** Opening Data to examine block **

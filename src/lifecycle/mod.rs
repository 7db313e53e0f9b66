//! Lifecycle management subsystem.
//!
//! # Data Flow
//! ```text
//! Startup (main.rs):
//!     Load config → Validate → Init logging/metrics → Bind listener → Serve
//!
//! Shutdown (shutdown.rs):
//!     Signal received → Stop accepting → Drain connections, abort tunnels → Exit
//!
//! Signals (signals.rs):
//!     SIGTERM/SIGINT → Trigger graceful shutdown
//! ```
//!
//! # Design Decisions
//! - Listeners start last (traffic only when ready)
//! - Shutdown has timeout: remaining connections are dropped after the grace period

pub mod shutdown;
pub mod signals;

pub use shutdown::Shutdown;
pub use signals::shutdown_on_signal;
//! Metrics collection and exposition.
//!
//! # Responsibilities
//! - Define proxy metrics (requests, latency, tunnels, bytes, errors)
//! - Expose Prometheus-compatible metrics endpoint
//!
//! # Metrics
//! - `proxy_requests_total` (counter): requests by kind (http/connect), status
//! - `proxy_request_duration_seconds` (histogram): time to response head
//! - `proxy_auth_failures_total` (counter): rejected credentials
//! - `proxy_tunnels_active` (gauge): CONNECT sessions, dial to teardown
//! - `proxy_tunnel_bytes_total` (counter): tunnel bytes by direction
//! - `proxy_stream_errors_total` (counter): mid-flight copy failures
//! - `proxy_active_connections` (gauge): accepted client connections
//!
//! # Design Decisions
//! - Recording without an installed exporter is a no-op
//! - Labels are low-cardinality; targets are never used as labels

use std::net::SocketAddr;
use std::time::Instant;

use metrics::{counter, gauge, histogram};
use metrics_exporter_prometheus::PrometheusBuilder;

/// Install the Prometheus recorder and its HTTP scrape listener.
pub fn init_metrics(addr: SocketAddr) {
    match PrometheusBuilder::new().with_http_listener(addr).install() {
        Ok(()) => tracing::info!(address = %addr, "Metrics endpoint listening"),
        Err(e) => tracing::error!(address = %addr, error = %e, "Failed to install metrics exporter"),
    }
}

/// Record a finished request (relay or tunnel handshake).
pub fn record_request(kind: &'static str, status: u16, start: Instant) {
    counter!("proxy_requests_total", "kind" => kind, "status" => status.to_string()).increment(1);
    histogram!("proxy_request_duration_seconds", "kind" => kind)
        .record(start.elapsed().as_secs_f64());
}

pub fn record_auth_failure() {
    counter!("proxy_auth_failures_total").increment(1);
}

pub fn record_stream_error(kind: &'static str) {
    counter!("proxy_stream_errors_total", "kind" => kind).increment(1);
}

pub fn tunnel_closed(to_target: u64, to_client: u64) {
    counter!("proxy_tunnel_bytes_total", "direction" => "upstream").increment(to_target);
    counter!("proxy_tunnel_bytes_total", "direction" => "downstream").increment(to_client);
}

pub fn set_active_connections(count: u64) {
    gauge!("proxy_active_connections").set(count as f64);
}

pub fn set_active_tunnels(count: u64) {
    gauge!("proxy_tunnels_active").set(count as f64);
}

** Closing Data to examine block **

=== Prompt ===
Every line of the listing above is to be set down again without any change.

=== Output for this task ===
filename src/lifecycle/mod.rs
repository 7db313e53e0f9b66
//! Lifecycle management subsystem.
//!
//! # Data Flow
//! ```text
//! Startup (main.rs):
//!     Load config → Validate → Init logging/metrics → Bind listener → Serve
//!
//! Shutdown (shutdown.rs):
//!     Signal received → Stop accepting → Drain connections, abort tunnels → Exit
//!
//! Signals (signals.rs):
//!     SIGTERM/SIGINT → Trigger graceful shutdown
//! ```
//!
//! # Design Decisions
//! - Listeners start last (traffic only when ready)
//! - Shutdown has timeout: remaining connections are dropped after the grace period

pub mod shutdown;
pub mod signals;

pub use shutdown::Shutdown;
pub use signals::shutdown_on_signal;
//! Metrics collection and exposition.
//!
//! # Responsibilities
//! - Define proxy metrics (requests, latency, tunnels, bytes, errors)
//! - Expose Prometheus-compatible metrics endpoint
//!
//! # Metrics
//! - `proxy_requests_total` (counter): requests by kind (http/connect), status
//! - `proxy_request_duration_seconds` (histogram): time to response head
//! - `proxy_auth_failures_total` (counter): rejected credentials
//! - `proxy_tunnels_active` (gauge): CONNECT sessions, dial to teardown
//! - `proxy_tunnel_bytes_total` (counter): tunnel bytes by direction
//! - `proxy_stream_errors_total` (counter): mid-flight copy failures
//! - `proxy_active_connections` (gauge): accepted client connections
//!
//! # Design Decisions
//! - Recording without an installed exporter is a no-op
//! - Labels are low-cardinality; targets are never used as labels

use std::net::SocketAddr;
use std::time::Instant;

use metrics::{counter, gauge, histogram};
use metrics_exporter_prometheus::PrometheusBuilder;

/// Install the Prometheus recorder and its HTTP scrape listener.
pub fn init_metrics(addr: SocketAddr) {
    match PrometheusBuilder::new().with_http_listener(addr).install() {
        Ok(()) => tracing::info!(address = %addr, "Metrics endpoint listening"),
        Err(e) => tracing::error!(address = %addr, error = %e, "Failed to install metrics exporter"),
    }
}

/// Record a finished request (relay or tunnel handshake).
pub fn record_request(kind: &'static str, status: u16, start: Instant) {
    counter!("proxy_requests_total", "kind" => kind, "status" => status.to_string()).increment(1);
    histogram!("proxy_request_duration_seconds", "kind" => kind)
        .record(start.elapsed().as_secs_f64());
}

pub fn record_auth_failure() {
    counter!("proxy_auth_failures_total").increment(1);
}

pub fn record_stream_error(kind: &'static str) {
    counter!("proxy_stream_errors_total", "kind" => kind).increment(1);
}

pub fn tunnel_closed(to_target: u64, to_client: u64) {
    counter!("proxy_tunnel_bytes_total", "direction" => "upstream").increment(to_target);
    counter!("proxy_tunnel_bytes_total", "direction" => "downstream").increment(to_client);
}

pub fn set_active_connections(count: u64) {
    gauge!("proxy_active_connections").set(count as f64);
}

pub fn set_active_tunnels(count: u64) {
    gauge!("proxy_tunnels_active").set(count as f64);
}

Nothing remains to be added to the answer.